Tuesday, June 24, 2014

The Age of Miracles

The Age of Miracles
By: Karen Thompson Walker
The Age of Miracles
On a seemingly ordinary Saturday in a California suburb, 11-year-old Julia and her family awake to discover, along with the rest of the world, that the rotation of the earth has suddenly begun to slow. The days and nights grow longer and longer, gravity is affected, the environment is thrown into disarray. Yet as she struggles to navigate an ever-shifting landscape, Julia is also coping with the normal disasters of everyday life--the fissures in her parents’ marriage, the loss of old friends, the hopeful anguish of first love, the bizarre behavior of her grandfather who, convinced of a government conspiracy, spends his days obsessively cataloging his possessions. As Julia adjusts to the new normal, the slowing inexorably continues.

I heard a lot of mixed reviews about this book, despite that it won some pretty prestigious awards. It was pitched as a sort of literary fiction combined with science fiction, which got me very intrigued. It took me a couple years to finally pick it up, but I'm so glad I did. This book took me completely by surprise in the best way.

The defining trait of this book for me was the writing. It's so ethereal at some times and so clinical at others, but it works. I don't often say this, but the exposition chapters in this book, the chapters that were literally only giving you information about the world straight from the narrator, were some of my favorites.

This book also succeeded in capturing the essence of a collapsing world, even if it wasn't scientifically feasible. The human reactions felt so genuine in everyone from the middle-school kids to Julia's grandfather.

I can't say that I connected with any of the characters, at least, not on a really deep level, but while that usually bothers me, I was still so entranced by the story. It didn't matter that I personally didn't feel like these characters, I knew how these characters felt, and that was enough to keep me invested. That's not to say I didn't feel for them, it just means that I felt for humanity in a broader sense. The world was falling apart, and it made you feel that impending doom deeper than a connection. (I don't even know if I articulated this correctly or if it makes any sense, but I did my best.)

Reading this book is a kind of surreal experience. Dreamlike and eerie, but also raw. So atmospheric and destructive, but not only destructive. Things are built through all the destruction, relationships and new bonds.

And don't even get me started on the writing. Seriously, it is so beautiful and poetic. It uses the science of the book to make statements about human nature and the workings of society in wonderful and thought-provoking ways, while maintaining the sheer gorgeousness of its prose. Just read some of the quotes I've included below and you'll see what I mean. Karen Thompson Walker has a firm hand on language and how to use it to the story's best advantage.

I really, really enjoyed this book. It's hard to describe in any certain terms without you actually reading it. But, trust me, this book is phenomenal. I highly recommend it, it will surely by like nothing you've ever read.

Quotes:

“How much sweeter life would be if it all happened in reverse, if, after decades of disappointments, you finally arrived at an age when you had conceded nothing, when everything was possible.”  

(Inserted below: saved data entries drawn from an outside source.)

use mission_proto::{
    new_mission_id, timestamp_now, CreateMission, Mission, Parameters, UpdateMission,
};
use mission_store::MissionStore;
use std::sync::Arc;
use tracing::{info, warn};

use crate::error::ApiError;

/// Mission operations over an injected store handle. Shared by all requests.
pub struct MissionService {
    store: Arc<dyn MissionStore>,
}

impl MissionService {
    pub fn new(store: Arc<dyn MissionStore>) -> Self {
        Self { store }
    }

    pub async fn create(&self, req: CreateMission) -> Result<Mission, ApiError> {
        req.validate().map_err(|e| ApiError::Decode(e.to_string()))?;

        let mut mission = Mission::new(new_mission_id(), req, timestamp_now());
        mission.id = self.store.insert(&mission).await.map_err(ApiError::Store)?;
        info!(
            mission_id = %mission.mission_id,
            drone_id = %mission.drone_id,
            waypoints = mission.waypoints.len(),
            "mission created"
        );
        Ok(mission)
    }

    /// Replaces the telemetry of `mission_id`. The path id wins; a body id, if
    /// present, must agree with it.
    pub async fn update(&self, mission_id: &str, req: UpdateMission) -> Result<Parameters, ApiError> {
        if let Some(body_id) = req.mission_id.as_deref().filter(|s| !s.is_empty()) {
            if body_id != mission_id {
                warn!(path = mission_id, body = body_id, "update: missionID mismatch");
                return Err(ApiError::Decode(format!(
                    "missionID in body ({}) does not match path ({})",
                    body_id, mission_id
                )));
            }
        }

        let parameters = req.telemetry()?;
        self.store
            .update_parameters(mission_id, timestamp_now(), &parameters)
            .await
            .map_err(|e| ApiError::from_store(e, || format!("mission {} not found", mission_id)))?;
        info!(mission_id, sats = parameters.num_sats, "telemetry stored");
        Ok(parameters)
    }

    /// Marks the mission finished. Completing twice is fine.
    pub async fn complete(&self, mission_id: &str) -> Result<(), ApiError> {
        self.store
            .set_in_progress(mission_id, timestamp_now(), false)
            .await
            .map_err(|e| ApiError::from_store(e, || format!("mission {} not found", mission_id)))?;
        info!(mission_id, "mission completed");
        Ok(())
    }

    pub async fn get(&self, mission_id: &str) -> Result<Mission, ApiError> {
        self.store
            .find_by_mission_id(mission_id)
            .await
            .map_err(|e| ApiError::from_store(e, || format!("mission {} not found", mission_id)))
    }

    /// Zero missions for the drone is reported as not-found, not as `[]`.
    pub async fn list_for_drone(&self, drone_id: &str) -> Result<Vec<Mission>, ApiError> {
        self.store.find_by_drone_id(drone_id).await.map_err(|e| ApiError::from_store(e, || "No data found.".into()))
    }
}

"But I guess it never is what you worry over that comes to pass in the end. The real catastrophes are always different - unimagined, unprepared for, unknown."

"It was that time of life: Talents were rising to the surface, weaknesses were beginning to show through, we were finding out what kind of people we would be. Some would turn out beautiful, some funny, some shy. Some would be smart, others smarter. The chubby ones would likely always be chubby. The beloved, I sensed, would be beloved for life. And I worried that loneliness might work that way, too. Maybe loneliness was imprinted in my genes, lying dormant for years but now coming into full bloom."

“Who knows how fast a second-guess can travel? Who has ever measured the exact speed of regret?...No law of physics can account for desire.”

"We were too young to be scared, too immersed in our own small worlds, too convinced of our own permanence."

"It takes a certain kind of bravery, I suppose, to choose the status quo. There's a certain boldness to inaction."  

“Doesn't every previous era feel like fiction once it's gone? After a while, certain vestigial sayings are all that remain. Decades after the invention of the automobile, for instance, we continue to warn each other not to put the cart before the horse. So, too, we do still have daydreams and nightmares, and the early morning clock hours are still known colloquially (if increasingly mysteriously) as the crack of dawn.”

"I liked the idea, how the past could be preserved, fossilized in the stars." 

“We were, on that day, no different from the ancients, terrified of our own big sky.”

"Sometimes death is proof of life. Sometimes decay points out a certain verve. We were young and we were hungry. We were strong and growing stronger, so healthy we were bursting."

"And this one fact seemed to point to other facts and others still: Love frays and humans fail, time passes, eras end."